The Peggy Seigel Writing Competition|
Rewarding excellence in both history research and writing
About Peggy Seigel
Growing up in Fort Wayne in the 1950s and early 1960s, I was aware of few women and minorities in the city’s history. Fort Wayne’s past was about military leaders, not about women and African Americans who struggled to support their families and pursue new opportunities. Following graduation from South Side High School in 1963, I was fortunate to study English literature in college, then to find my first job in Washington, D.C. At the University of Michigan and in the streets of our nation’s capital, I was awakened to the Civil Rights movement, the tragedies and contradictions of the Vietnam War, and the renewed women’s rights movement. How could I not become an advocate of social justice?
My interest in writing about Indiana women and African Americans began in Indianapolis in the 1970s when my children started school. Using my few free hours, I discovered records in the Indiana Historical Society Library and in the State Library that opened rich areas for research. I began my habit of building research files and trying to make sense of them. After we moved back to Fort Wayne in 1986, I had the great fortune to have access to the resources of the Allen County Public Library. I had articles published in The Indiana Magazine of History and in the Allen County History Center’s Old Fort News. Promoting the history of Indiana women and African-Americans through a writing contest for undergraduate college students thus continues a life- long personal passion.
Challenging students to write about Indiana women and African Americans is also a way of remembering my mother who for years sent me newspaper clippings about Indiana women and civil rights, thus assuring me that women before me had led interesting lives and that people in the present were engaged in social justice. Finally, this initiative is a way for young people to give voice to people who have traditionally been silenced and to discover themselves as writers.
With deepest gratitude to good friends, history professionals, and Manchester University for making this possible, I look forward to uncovering more of our common history.
“Charles Case - A Radical Republican in the Irrepressible Conflict,” Indiana Magazine of History 107, 4 (December 2011) 327-360.

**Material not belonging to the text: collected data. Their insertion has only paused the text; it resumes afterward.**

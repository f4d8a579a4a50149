use crate::constants::*;
use crate::Credential;
use async_trait::async_trait;
use hmacsign_core::hash::{base64_decode, base64_hmac_sha256, base64_sha256};
use hmacsign_core::time::{format_http_date, DateTime};
use hmacsign_core::{Context, Error, Result, SignRequest, SigningRequest};
use http::request::Parts;
use http::{header, HeaderMap, HeaderValue};
use log::debug;

/// RequestSigner that implements Azure Communication Services HMAC authentication.
///
/// Every signed request carries three headers:
///
/// - `x-ms-content-sha256`: base64 SHA-256 of the body
/// - `x-ms-date`: the signing time as an HTTP date
/// - `Authorization`: `HMAC-SHA256 SignedHeaders=x-ms-date;host;x-ms-content-sha256&Signature=<signature>`
///
/// - [Sign an HTTP request](https://learn.microsoft.com/en-us/azure/communication-services/tutorials/hmac-header-tutorial)
#[derive(Debug, Default)]
pub struct RequestSigner {}

impl RequestSigner {
    /// Create a new signer for Azure Communication Services.
    pub fn new() -> Self {
        Self {}
    }

    /// Compute the signed headers for `req` without touching it.
    ///
    /// Fails if `access_key` is not valid base64.
    pub fn build_headers(
        &self,
        access_key: &str,
        req: &SigningRequest,
        body: &[u8],
        now: DateTime,
    ) -> Result<HeaderMap> {
        let key = base64_decode(access_key).map_err(|e| {
            Error::credential_invalid("failed to decode access key").with_source(e)
        })?;

        let timestamp = format_http_date(now);
        let content_hash = base64_sha256(body);
        let string_to_sign = string_to_sign(req, &timestamp, &content_hash);
        let signature = base64_hmac_sha256(&key, string_to_sign.as_bytes());

        let mut headers = HeaderMap::with_capacity(3);
        headers.insert(X_MS_CONTENT_SHA256, content_hash.parse()?);
        headers.insert(X_MS_DATE, timestamp.parse()?);
        headers.insert(header::AUTHORIZATION, {
            let mut value: HeaderValue =
                format!("{HMAC_SHA256} SignedHeaders={SIGNED_HEADERS}&Signature={signature}")
                    .parse()?;
            value.set_sensitive(true);
            value
        });

        Ok(headers)
    }

    /// Sign request parts with a base64 encoded access key.
    ///
    /// Headers are only written if signing succeeds.
    pub fn sign_parts(
        &self,
        ctx: &Context,
        access_key: &str,
        req: &mut Parts,
        body: &[u8],
    ) -> Result<()> {
        let signing = SigningRequest::build(req)?;
        let headers = self.build_headers(access_key, &signing, body, ctx.now())?;

        SigningRequest::apply(headers, req);
        Ok(())
    }
}

#[async_trait]
impl SignRequest for RequestSigner {
    type Credential = Credential;

    async fn sign_request(
        &self,
        ctx: &Context,
        req: &mut Parts,
        body: &[u8],
        credential: Option<&Self::Credential>,
    ) -> Result<()> {
        let Some(cred) = credential else {
            return Err(Error::credential_missing("credential is required"));
        };

        self.sign_parts(ctx, &cred.access_key, req, body)
    }
}

/// Construct string to sign
///
/// ## Format
///
/// ```text
/// UPPER(VERB) + "\n" +
/// Path + ["?" + RawQuery] + "\n" +
/// x-ms-date + ";" + Host + ";" + x-ms-content-sha256
/// ```
pub fn string_to_sign(req: &SigningRequest, timestamp: &str, content_hash: &str) -> String {
    let path_and_query = req.path_and_query();
    let host = req.host();
    let method = req.method_uppercase();

    let mut s = String::with_capacity(
        method.len() + path_and_query.len() + timestamp.len() + host.len() + content_hash.len() + 4,
    );
    s.push_str(&method);
    s.push('\n');
    s.push_str(&path_and_query);
    s.push('\n');
    s.push_str(timestamp);
    s.push(';');
    s.push_str(host);
    s.push(';');
    s.push_str(content_hash);

    debug!("string to sign: {}", &s);

    s
}
use crate::body::{read_body, BodyReadPolicy};
use crate::{Context, ProvideCredential, Result, SignRequest, SigningCredential};
use bytes::Bytes;
use http_body::Body;
use http_body_util::Full;
use std::sync::{Arc, Mutex};

/// Signer is the main struct used to sign the request.
#[derive(Clone, Debug)]
pub struct Signer<K: SigningCredential> {
    ctx: Context,
    loader: Arc<dyn ProvideCredential<Credential = K>>,
    builder: Arc<dyn SignRequest<Credential = K>>,
    body_policy: BodyReadPolicy,
    credential: Arc<Mutex<Option<K>>>,
}

impl<K: SigningCredential> Signer<K> {
    /// Create a new signer.
    pub fn new(
        ctx: Context,
        loader: impl ProvideCredential<Credential = K>,
        builder: impl SignRequest<Credential = K>,
    ) -> Self {
        Self {
            ctx,

            loader: Arc::new(loader),
            builder: Arc::new(builder),
            body_policy: BodyReadPolicy::default(),
            credential: Arc::new(Mutex::new(None)),
        }
    }

    /// Replace the credential provider of this signer.
    ///
    /// The cached credential is dropped.
    pub fn with_credential_provider(
        mut self,
        provider: impl ProvideCredential<Credential = K>,
    ) -> Self {
        self.loader = Arc::new(provider);
        self.credential = Arc::new(Mutex::new(None));
        self
    }

    /// Decide how body read failures are handled by [`Signer::sign_request`].
    pub fn with_body_read_policy(mut self, policy: BodyReadPolicy) -> Self {
        self.body_policy = policy;
        self
    }

    /// Signing request parts whose body is already in memory.
    ///
    /// `body` must be the exact bytes that will be sent.
    pub async fn sign(&self, req: &mut http::request::Parts, body: &[u8]) -> Result<()> {
        let cred = self.credential.lock().expect("lock poisoned").clone();
        let cred = if cred.is_valid() {
            cred
        } else {
            let cred = self.loader.provide_credential(&self.ctx).await?;
            *self.credential.lock().expect("lock poisoned") = cred.clone();
            cred
        };

        self.builder
            .sign_request(&self.ctx, req, body, cred.as_ref())
            .await
    }

    /// Drain the body, sign the request and return it with a re-readable body.
    ///
    /// The returned body holds exactly the bytes that were signed, so the
    /// request can be sent as is or signed again.
    pub async fn sign_request<B>(
        &self,
        req: http::Request<B>,
    ) -> Result<http::Request<Full<Bytes>>>
    where
        B: Body,
        B::Error: Into<Box<dyn std::error::Error + Send + Sync>>,
    {
        let (mut parts, body) = req.into_parts();
        let body = read_body(body, self.body_policy).await?;

        self.sign(&mut parts, &body).await?;
        Ok(http::Request::from_parts(parts, Full::new(body)))
    }
}
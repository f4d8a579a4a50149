use async_trait::async_trait;
use hmacsign_core::{Context, ProvideCredential, Result};

use crate::{Config, Credential};

/// EnvCredentialProvider loads the access key from environment variables.
///
/// Resolution follows [`Config::credential`] on a config read through
/// [`Config::from_env`]: `AZURE_COMMUNICATION_ACCESS_KEY` wins over the key
/// embedded in `AZURE_COMMUNICATION_CONNECTION_STRING`.
#[derive(Clone, Debug, Default)]
pub struct EnvCredentialProvider {}

impl EnvCredentialProvider {
    /// Create a new env credential provider.
    pub fn new() -> Self {
        Self {}
    }
}

#[async_trait]
impl ProvideCredential for EnvCredentialProvider {
    type Credential = Credential;

    async fn provide_credential(&self, ctx: &Context) -> Result<Option<Self::Credential>> {
        Config::default().from_env(ctx).credential()
    }
}
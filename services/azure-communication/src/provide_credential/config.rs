use async_trait::async_trait;
use hmacsign_core::{Context, ProvideCredential, Result};

use crate::{Config, Credential};

/// ConfigCredentialProvider resolves the credential from a [`Config`].
#[derive(Clone, Debug, Default)]
pub struct ConfigCredentialProvider {
    config: Config,
}

impl ConfigCredentialProvider {
    /// Create a provider with an empty config.
    pub fn new() -> Self {
        Self::default()
    }

    /// Create a provider from an existing config.
    pub fn with_config(config: Config) -> Self {
        Self { config }
    }

    /// Set the base64 encoded access key.
    pub fn with_access_key(mut self, access_key: impl Into<String>) -> Self {
        self.config.access_key = Some(access_key.into());
        self
    }

    /// Set the connection string.
    pub fn with_connection_string(mut self, conn_str: impl Into<String>) -> Self {
        self.config.connection_string = Some(conn_str.into());
        self
    }
}

#[async_trait]
impl ProvideCredential for ConfigCredentialProvider {
    type Credential = Credential;

    async fn provide_credential(&self, _ctx: &Context) -> Result<Option<Self::Credential>> {
        self.config.credential()
    }
}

“Pushing the Color Line: Race and Employment in Fort Wayne, Indiana, 1933-1963,” Indiana Magazine of History 104, 3 (September 2008) 241-276.
“Winning the Vote in Fort Wayne, Indiana: The Long Cautious Journey in a German American City,” Indiana Magazine of History 102, 3 (September 2006) 220-257.
Two chapters in History of Fort Wayne and Allen County, Indiana Vol. I, Ed. John Beatty (2005) : Ch. 16 “What Shall We Do With Our Daughters: Changing Roles of Fort Wayne Women 1870-1920;” Ch. 70 “Coming to Fort Wayne: Five Refugee Groups in the Summit City.”
“Who’s Hiding in Our Basements? Abolitionists and the Underground Railroad in Allen County, Indiana Reconsidered.” Old Fort News, 66, No. 2 (2003) 1 – 13.
“Industrial ‘Girls’ in an Early Twentieth Century Boomtown: Traditions and Change in Fort Wayne, Indiana, 1900-1920.” Indiana Magazine of History XCIX, 3 (September 2003), 231-253.
“The [Fort Wayne] Standard: A Reform Newspaper in the 1850’s Storm.” Indiana Magazine of History XCVII, 3 (September 2001), 168-189.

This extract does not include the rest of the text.